Wherein (u, i, j) is consumer articles triple, represents user u and is greater than article j for the preference of article i.Its
Middle article i belongs to the article that user bought or the direct good friend of user bought, and it is to buy and it is straight that article j, which belongs to user,
Connect the article that friend did not also buy.Thus the direct friend relation based on user constructs consumer articles triple, is used for
The training of subsequent BPR model.
2. model optimization
It is greater than article j according to preference of the definition known users u of front to article i.It is indicated using function g ()

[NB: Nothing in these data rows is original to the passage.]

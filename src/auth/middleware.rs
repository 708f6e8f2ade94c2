use crate::auth::auth::Session;
use crate::auth::jwt::verify_token;
use crate::config::Config;
use actix_web::middleware::Next;
use actix_web::{
    Error, HttpMessage, HttpResponse,
    body::BoxBody,
    dev::{ServiceRequest, ServiceResponse},
    web::Data,
};
use serde_json::json;
use tracing::debug;

pub async fn auth_middleware(
    req: ServiceRequest,
    next: Next<BoxBody>,
) -> Result<ServiceResponse<BoxBody>, Error> {
    let config = req
        .app_data::<Data<Config>>()
        .ok_or_else(|| actix_web::error::ErrorInternalServerError("App config missing"))?;

    let header_value = match req.headers().get("Authorization") {
        Some(h) => h.to_str().map_err(|_| {
            actix_web::error::ErrorUnauthorized(
                json!({"error": "Invalid Authorization header encoding"}),
            )
        })?,
        None => {
            let resp =
                HttpResponse::Unauthorized().json(json!({"error": "Missing Authorization header"}));
            return Ok(req.into_response(resp.map_into_boxed_body()));
        }
    };

    let token = match header_value.strip_prefix("Bearer ") {
        Some(t) => t.to_string(),
        None => {
            let resp = HttpResponse::Unauthorized()
                .json(json!({"error": "Authorization header must start with Bearer"}));
            return Ok(req.into_response(resp.map_into_boxed_body()));
        }
    };

    let claims = match verify_token(&token, &config.jwt_secret) {
        Ok(c) => c,
        Err(e) => {
            let resp = HttpResponse::Unauthorized()
                .json(json!({"error": "Invalid or expired token", "details": e}));
            return Ok(req.into_response(resp.map_into_boxed_body()));
        }
    };

    let session = Session::from_claims(claims, &token);
    debug!(user_id = %session.user_id, role = %session.role, "Session established");

    req.extensions_mut().insert(session);

    next.call(req).await
}
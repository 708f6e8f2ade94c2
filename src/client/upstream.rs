use std::sync::Arc;

use crate::auth::auth::Session;
use crate::client::api::AbsenceApi;
use crate::lifecycle::store::{AbsenceStore, LeaveBalanceStore};

/// Hands out upstream stores bound to one caller's session.
pub trait Upstream: Send + Sync {
    fn absences(&self, session: &Session) -> Arc<dyn AbsenceStore>;
    fn balances(&self, session: &Session) -> Arc<dyn LeaveBalanceStore>;
}

/// Production upstream: one shared connection pool, one client per session token.
pub struct HttpUpstream {
    client: reqwest::Client,
    base_url: String,
}

impl HttpUpstream {
    pub fn new(base_url: impl Into<String>) -> Self {
        Self {
            client: reqwest::Client::new(),
            base_url: base_url.into(),
        }
    }

    fn api(&self, session: &Session) -> Arc<AbsenceApi> {
        Arc::new(AbsenceApi::with_client(
            self.client.clone(),
            &self.base_url,
            &session.token,
        ))
    }
}

impl Upstream for HttpUpstream {
    fn absences(&self, session: &Session) -> Arc<dyn AbsenceStore> {
        self.api(session)
    }

    fn balances(&self, session: &Session) -> Arc<dyn LeaveBalanceStore> {
        self.api(session)
    }
}
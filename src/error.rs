use actix_web::{HttpResponse, ResponseError, http::StatusCode};
use derive_more::Display;
use serde_json::json;

use crate::lifecycle::store::StoreError;

#[derive(Debug, Display)]
pub enum ApiError {
    #[display(fmt = "Session expired, please sign in again")]
    Unauthorized,
    #[display(fmt = "{}", _0)]
    Forbidden(String),
    #[display(fmt = "Absence request not found")]
    NotFound,
    #[display(fmt = "{}", message)]
    Upstream { status: u16, message: String },
    #[display(fmt = "Absence service unavailable")]
    BadGateway,
}

impl std::error::Error for ApiError {}

impl ResponseError for ApiError {
    fn status_code(&self) -> StatusCode {
        match self {
            ApiError::Unauthorized => StatusCode::UNAUTHORIZED,
            ApiError::Forbidden(_) => StatusCode::FORBIDDEN,
            ApiError::NotFound => StatusCode::NOT_FOUND,
            ApiError::Upstream { status, .. } => StatusCode::from_u16(*status)
                .ok()
                .filter(|code| code.is_client_error() || code.is_server_error())
                .unwrap_or(StatusCode::BAD_GATEWAY),
            ApiError::BadGateway => StatusCode::BAD_GATEWAY,
        }
    }

    fn error_response(&self) -> HttpResponse {
        HttpResponse::build(self.status_code()).json(json!({ "error": self.to_string() }))
    }
}

impl From<StoreError> for ApiError {
    fn from(err: StoreError) -> Self {
        match err {
            StoreError::Unauthorized => ApiError::Unauthorized,
            StoreError::NotFound => ApiError::NotFound,
            StoreError::Rejected { status, message } => ApiError::Upstream {
                status,
                message: if message.is_empty() {
                    "Upstream request failed".to_string()
                } else {
                    message
                },
            },
            StoreError::Transport(_) | StoreError::Decode(_) => ApiError::BadGateway,
        }
    }
}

In conjunction with the loss function that user and article characteristics indicate, g () is defined as sigmoid function to calculate user couple herein herein
Difference preference's degree of different articles, then there is g (u, i, j)=σ (uTi-uTj).So entirely merging pushing away for multi-source heterogeneous data
The objective function for recommending model is defined as:
Wherein W is the weight parameter of every kind of model, indicates the weight ginseng of every comment of user in learning model in comment
Number is different from, and needs to obtain by study.And in the model that scoring calculates, that acquire is directly the spy of user and article
Sign, that is, weight parameter are set as 1, do not need to be updated by optimization object function.What wherein Θ was represented is mould
The other parameters for needing to learn in type, Θ={ Θ1,Θ2}={ { w, duv},{U1,U2,c1,c2,ru,ri}}.λ is every kind of model
Punishment parameter, their value is all on [0,1] section.It is added to negative sign before the objective function of Rating Model, because commenting
The objective function of sub-model needs to minimize, and the objective function of overall model is to maximize.
(5) recommend
Personalized recommendation list can be multiplied to obtain by user with the feature vector of article:
S=uTv
Each user does not buy with other or the feature vector of article that does not browse is multiplied and the user can be obtained to the object
The preference-score of product, score is higher to be represented user and is more possible to buy or browse the article.The score descending of all items is arranged
Arrange the Top-N recommendation list for taking top n that can acquire user.
Claims (11)
1. proposing the recommended models for being capable of handling multi-source heterogeneous data based on deep learning, model has accuracy high, expansible
The advantages that property is strong.The above method contains following steps:
(1) it Text character extraction: is indicated using the feature vector of PV-DBOW model learning text fragment;Model using point
The bag of words (Distributed Bag-of-Words) of cloth, the model predicted using a paragraph vector in paragraph with
The word that machine samples;
(2) score feature extraction: the neural network connected entirely using two layers learns scoring of the user to article;With text feature
Unlike learning model, this method can directly obtain user and the feature vector of article and indicate, rather than directly extracts and comment
The feature divided;
(3) consumer articles Fusion Features: the comment text feature acquired according to (1), the comment that every user can be issued are special
Sign vector weighted sum obtains user characteristics, the comment feature vector weighted sum that article receives is obtained article characteristics, finally
The text of user and scoring Fusion Features are obtained into the fusion feature of user using fusion function, the text of article and scoring is special
Sign fusion obtains the fusion feature of article;
(4) based on the optimization of BPR: sampling to obtain the triple with user preference based on social networks, according to bayesian theory
Optimization obtains optimum model parameter;
(5) recommend: the feature vector of user and article are input in model to use by the model parameter acquired according to step (4)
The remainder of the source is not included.